▶ [Exercise directions]
Reading the listing below, restate each entry exactly as written.

------

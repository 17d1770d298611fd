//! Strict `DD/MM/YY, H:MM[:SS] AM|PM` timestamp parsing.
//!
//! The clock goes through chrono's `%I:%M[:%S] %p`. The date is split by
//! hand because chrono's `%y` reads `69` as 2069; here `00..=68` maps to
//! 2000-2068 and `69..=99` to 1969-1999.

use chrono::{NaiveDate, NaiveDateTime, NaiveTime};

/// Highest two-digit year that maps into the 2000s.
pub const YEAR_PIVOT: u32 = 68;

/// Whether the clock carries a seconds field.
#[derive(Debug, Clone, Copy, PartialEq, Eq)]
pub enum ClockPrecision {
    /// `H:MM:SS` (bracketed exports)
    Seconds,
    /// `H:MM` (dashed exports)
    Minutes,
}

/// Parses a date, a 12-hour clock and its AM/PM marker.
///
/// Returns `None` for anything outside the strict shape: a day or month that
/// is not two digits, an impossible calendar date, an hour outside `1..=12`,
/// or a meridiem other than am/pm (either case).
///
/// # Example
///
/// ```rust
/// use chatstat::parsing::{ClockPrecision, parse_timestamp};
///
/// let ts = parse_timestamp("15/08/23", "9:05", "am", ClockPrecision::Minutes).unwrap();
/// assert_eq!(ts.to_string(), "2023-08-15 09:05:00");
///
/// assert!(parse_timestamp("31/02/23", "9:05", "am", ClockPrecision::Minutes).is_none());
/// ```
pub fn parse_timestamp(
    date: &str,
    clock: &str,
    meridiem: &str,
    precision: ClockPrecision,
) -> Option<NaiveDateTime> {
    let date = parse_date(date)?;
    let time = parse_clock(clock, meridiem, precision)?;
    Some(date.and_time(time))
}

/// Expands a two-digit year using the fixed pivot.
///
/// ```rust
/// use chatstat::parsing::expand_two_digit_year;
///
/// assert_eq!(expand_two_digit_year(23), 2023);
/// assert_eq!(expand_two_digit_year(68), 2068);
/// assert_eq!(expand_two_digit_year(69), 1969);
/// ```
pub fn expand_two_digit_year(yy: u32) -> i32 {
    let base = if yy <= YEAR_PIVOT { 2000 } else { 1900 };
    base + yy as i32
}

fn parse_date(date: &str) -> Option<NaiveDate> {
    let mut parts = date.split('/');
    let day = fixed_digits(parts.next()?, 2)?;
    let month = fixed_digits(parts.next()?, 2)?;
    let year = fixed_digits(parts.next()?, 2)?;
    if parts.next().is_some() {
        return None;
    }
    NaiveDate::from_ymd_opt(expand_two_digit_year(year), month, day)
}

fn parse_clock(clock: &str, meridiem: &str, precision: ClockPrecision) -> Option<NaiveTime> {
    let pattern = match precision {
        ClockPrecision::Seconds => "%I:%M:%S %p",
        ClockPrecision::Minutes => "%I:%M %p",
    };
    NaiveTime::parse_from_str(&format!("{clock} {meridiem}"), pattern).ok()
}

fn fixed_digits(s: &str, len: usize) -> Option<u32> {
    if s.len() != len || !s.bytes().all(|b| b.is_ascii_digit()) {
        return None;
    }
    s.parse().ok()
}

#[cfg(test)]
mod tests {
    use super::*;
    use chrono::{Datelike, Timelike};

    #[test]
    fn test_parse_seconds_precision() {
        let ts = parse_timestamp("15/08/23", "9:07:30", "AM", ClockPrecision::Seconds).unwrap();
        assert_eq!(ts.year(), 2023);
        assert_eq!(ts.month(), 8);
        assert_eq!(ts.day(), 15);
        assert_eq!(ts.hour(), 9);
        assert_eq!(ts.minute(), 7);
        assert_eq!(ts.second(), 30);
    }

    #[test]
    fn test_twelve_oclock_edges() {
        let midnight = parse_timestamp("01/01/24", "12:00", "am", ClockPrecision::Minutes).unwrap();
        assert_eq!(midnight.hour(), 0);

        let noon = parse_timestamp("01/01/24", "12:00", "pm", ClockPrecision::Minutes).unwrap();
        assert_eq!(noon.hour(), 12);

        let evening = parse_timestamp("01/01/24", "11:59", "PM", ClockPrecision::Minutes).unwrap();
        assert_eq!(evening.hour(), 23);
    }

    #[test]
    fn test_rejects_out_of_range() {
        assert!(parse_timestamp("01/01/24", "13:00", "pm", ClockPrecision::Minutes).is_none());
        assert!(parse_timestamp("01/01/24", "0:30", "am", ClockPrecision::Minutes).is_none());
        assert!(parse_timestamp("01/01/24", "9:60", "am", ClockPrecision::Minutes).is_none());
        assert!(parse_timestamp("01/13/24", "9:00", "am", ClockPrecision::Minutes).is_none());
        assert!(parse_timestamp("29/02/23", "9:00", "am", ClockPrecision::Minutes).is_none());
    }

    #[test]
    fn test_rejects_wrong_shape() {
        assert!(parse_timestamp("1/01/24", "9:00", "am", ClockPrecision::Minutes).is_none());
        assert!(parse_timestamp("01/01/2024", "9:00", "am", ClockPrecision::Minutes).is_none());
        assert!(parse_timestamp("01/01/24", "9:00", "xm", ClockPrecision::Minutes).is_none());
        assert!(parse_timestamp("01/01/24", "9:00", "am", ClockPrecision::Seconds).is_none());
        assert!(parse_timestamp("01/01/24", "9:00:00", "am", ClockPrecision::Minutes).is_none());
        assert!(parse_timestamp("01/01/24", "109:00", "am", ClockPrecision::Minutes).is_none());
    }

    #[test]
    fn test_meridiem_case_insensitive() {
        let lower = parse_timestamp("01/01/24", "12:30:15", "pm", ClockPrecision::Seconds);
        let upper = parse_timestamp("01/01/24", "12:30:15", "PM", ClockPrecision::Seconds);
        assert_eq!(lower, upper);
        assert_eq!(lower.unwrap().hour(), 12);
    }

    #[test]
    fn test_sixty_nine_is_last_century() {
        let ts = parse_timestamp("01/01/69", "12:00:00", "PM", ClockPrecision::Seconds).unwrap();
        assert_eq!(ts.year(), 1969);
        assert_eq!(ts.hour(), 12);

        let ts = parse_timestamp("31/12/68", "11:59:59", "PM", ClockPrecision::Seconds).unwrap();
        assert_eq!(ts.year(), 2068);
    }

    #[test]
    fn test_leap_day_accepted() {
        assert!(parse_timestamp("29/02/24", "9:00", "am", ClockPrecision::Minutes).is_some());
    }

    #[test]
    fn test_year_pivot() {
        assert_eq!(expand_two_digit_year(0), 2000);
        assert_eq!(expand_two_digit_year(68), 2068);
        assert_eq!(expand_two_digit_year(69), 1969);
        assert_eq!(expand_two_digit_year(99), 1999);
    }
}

------

▶ [Your solution]
repository 17d1770d298611fd
//! Strict `DD/MM/YY, H:MM[:SS] AM|PM` timestamp parsing.
//!
//! The clock goes through chrono's `%I:%M[:%S] %p`. The date is split by
//! hand because chrono's `%y` reads `69` as 2069; here `00..=68` maps to
//! 2000-2068 and `69..=99` to 1969-1999.

use chrono::{NaiveDate, NaiveDateTime, NaiveTime};

/// Highest two-digit year that maps into the 2000s.
pub const YEAR_PIVOT: u32 = 68;

/// Whether the clock carries a seconds field.
#[derive(Debug, Clone, Copy, PartialEq, Eq)]
pub enum ClockPrecision {
    /// `H:MM:SS` (bracketed exports)
    Seconds,
    /// `H:MM` (dashed exports)
    Minutes,
}

/// Parses a date, a 12-hour clock and its AM/PM marker.
///
/// Returns `None` for anything outside the strict shape: a day or month that
/// is not two digits, an impossible calendar date, an hour outside `1..=12`,
/// or a meridiem other than am/pm (either case).
///
/// # Example
///
/// ```rust
/// use chatstat::parsing::{ClockPrecision, parse_timestamp};
///
/// let ts = parse_timestamp("15/08/23", "9:05", "am", ClockPrecision::Minutes).unwrap();
/// assert_eq!(ts.to_string(), "2023-08-15 09:05:00");
///
/// assert!(parse_timestamp("31/02/23", "9:05", "am", ClockPrecision::Minutes).is_none());
/// ```
pub fn parse_timestamp(
    date: &str,
    clock: &str,
    meridiem: &str,
    precision: ClockPrecision,
) -> Option<NaiveDateTime> {
    let date = parse_date(date)?;
    let time = parse_clock(clock, meridiem, precision)?;
    Some(date.and_time(time))
}

/// Expands a two-digit year using the fixed pivot.
///
/// ```rust
/// use chatstat::parsing::expand_two_digit_year;
///
/// assert_eq!(expand_two_digit_year(23), 2023);
/// assert_eq!(expand_two_digit_year(68), 2068);
/// assert_eq!(expand_two_digit_year(69), 1969);
/// ```
pub fn expand_two_digit_year(yy: u32) -> i32 {
    let base = if yy <= YEAR_PIVOT { 2000 } else { 1900 };
    base + yy as i32
}

fn parse_date(date: &str) -> Option<NaiveDate> {
    let mut parts = date.split('/');
    let day = fixed_digits(parts.next()?, 2)?;
    let month = fixed_digits(parts.next()?, 2)?;
    let year = fixed_digits(parts.next()?, 2)?;
    if parts.next().is_some() {
        return None;
    }
    NaiveDate::from_ymd_opt(expand_two_digit_year(year), month, day)
}

fn parse_clock(clock: &str, meridiem: &str, precision: ClockPrecision) -> Option<NaiveTime> {
    let pattern = match precision {
        ClockPrecision::Seconds => "%I:%M:%S %p",
        ClockPrecision::Minutes => "%I:%M %p",
    };
    NaiveTime::parse_from_str(&format!("{clock} {meridiem}"), pattern).ok()
}

fn fixed_digits(s: &str, len: usize) -> Option<u32> {
    if s.len() != len || !s.bytes().all(|b| b.is_ascii_digit()) {
        return None;
    }
    s.parse().ok()
}

#[cfg(test)]
mod tests {
    use super::*;
    use chrono::{Datelike, Timelike};

    #[test]
    fn test_parse_seconds_precision() {
        let ts = parse_timestamp("15/08/23", "9:07:30", "AM", ClockPrecision::Seconds).unwrap();
        assert_eq!(ts.year(), 2023);
        assert_eq!(ts.month(), 8);
        assert_eq!(ts.day(), 15);
        assert_eq!(ts.hour(), 9);
        assert_eq!(ts.minute(), 7);
        assert_eq!(ts.second(), 30);
    }

    #[test]
    fn test_twelve_oclock_edges() {
        let midnight = parse_timestamp("01/01/24", "12:00", "am", ClockPrecision::Minutes).unwrap();
        assert_eq!(midnight.hour(), 0);

        let noon = parse_timestamp("01/01/24", "12:00", "pm", ClockPrecision::Minutes).unwrap();
        assert_eq!(noon.hour(), 12);

        let evening = parse_timestamp("01/01/24", "11:59", "PM", ClockPrecision::Minutes).unwrap();
        assert_eq!(evening.hour(), 23);
    }

    #[test]
    fn test_rejects_out_of_range() {
        assert!(parse_timestamp("01/01/24", "13:00", "pm", ClockPrecision::Minutes).is_none());
        assert!(parse_timestamp("01/01/24", "0:30", "am", ClockPrecision::Minutes).is_none());
        assert!(parse_timestamp("01/01/24", "9:60", "am", ClockPrecision::Minutes).is_none());
        assert!(parse_timestamp("01/13/24", "9:00", "am", ClockPrecision::Minutes).is_none());
        assert!(parse_timestamp("29/02/23", "9:00", "am", ClockPrecision::Minutes).is_none());
    }

    #[test]
    fn test_rejects_wrong_shape() {
        assert!(parse_timestamp("1/01/24", "9:00", "am", ClockPrecision::Minutes).is_none());
        assert!(parse_timestamp("01/01/2024", "9:00", "am", ClockPrecision::Minutes).is_none());
        assert!(parse_timestamp("01/01/24", "9:00", "xm", ClockPrecision::Minutes).is_none());
        assert!(parse_timestamp("01/01/24", "9:00", "am", ClockPrecision::Seconds).is_none());
        assert!(parse_timestamp("01/01/24", "9:00:00", "am", ClockPrecision::Minutes).is_none());
        assert!(parse_timestamp("01/01/24", "109:00", "am", ClockPrecision::Minutes).is_none());
    }

    #[test]
    fn test_meridiem_case_insensitive() {
        let lower = parse_timestamp("01/01/24", "12:30:15", "pm", ClockPrecision::Seconds);
        let upper = parse_timestamp("01/01/24", "12:30:15", "PM", ClockPrecision::Seconds);
        assert_eq!(lower, upper);
        assert_eq!(lower.unwrap().hour(), 12);
    }

    #[test]
    fn test_sixty_nine_is_last_century() {
        let ts = parse_timestamp("01/01/69", "12:00:00", "PM", ClockPrecision::Seconds).unwrap();
        assert_eq!(ts.year(), 1969);
        assert_eq!(ts.hour(), 12);

        let ts = parse_timestamp("31/12/68", "11:59:59", "PM", ClockPrecision::Seconds).unwrap();
        assert_eq!(ts.year(), 2068);
    }

    #[test]
    fn test_leap_day_accepted() {
        assert!(parse_timestamp("29/02/24", "9:00", "am", ClockPrecision::Minutes).is_some());
    }

    #[test]
    fn test_year_pivot() {
        assert_eq!(expand_two_digit_year(0), 2000);
        assert_eq!(expand_two_digit_year(68), 2068);
        assert_eq!(expand_two_digit_year(69), 1969);
        assert_eq!(expand_two_digit_year(99), 1999);
    }
}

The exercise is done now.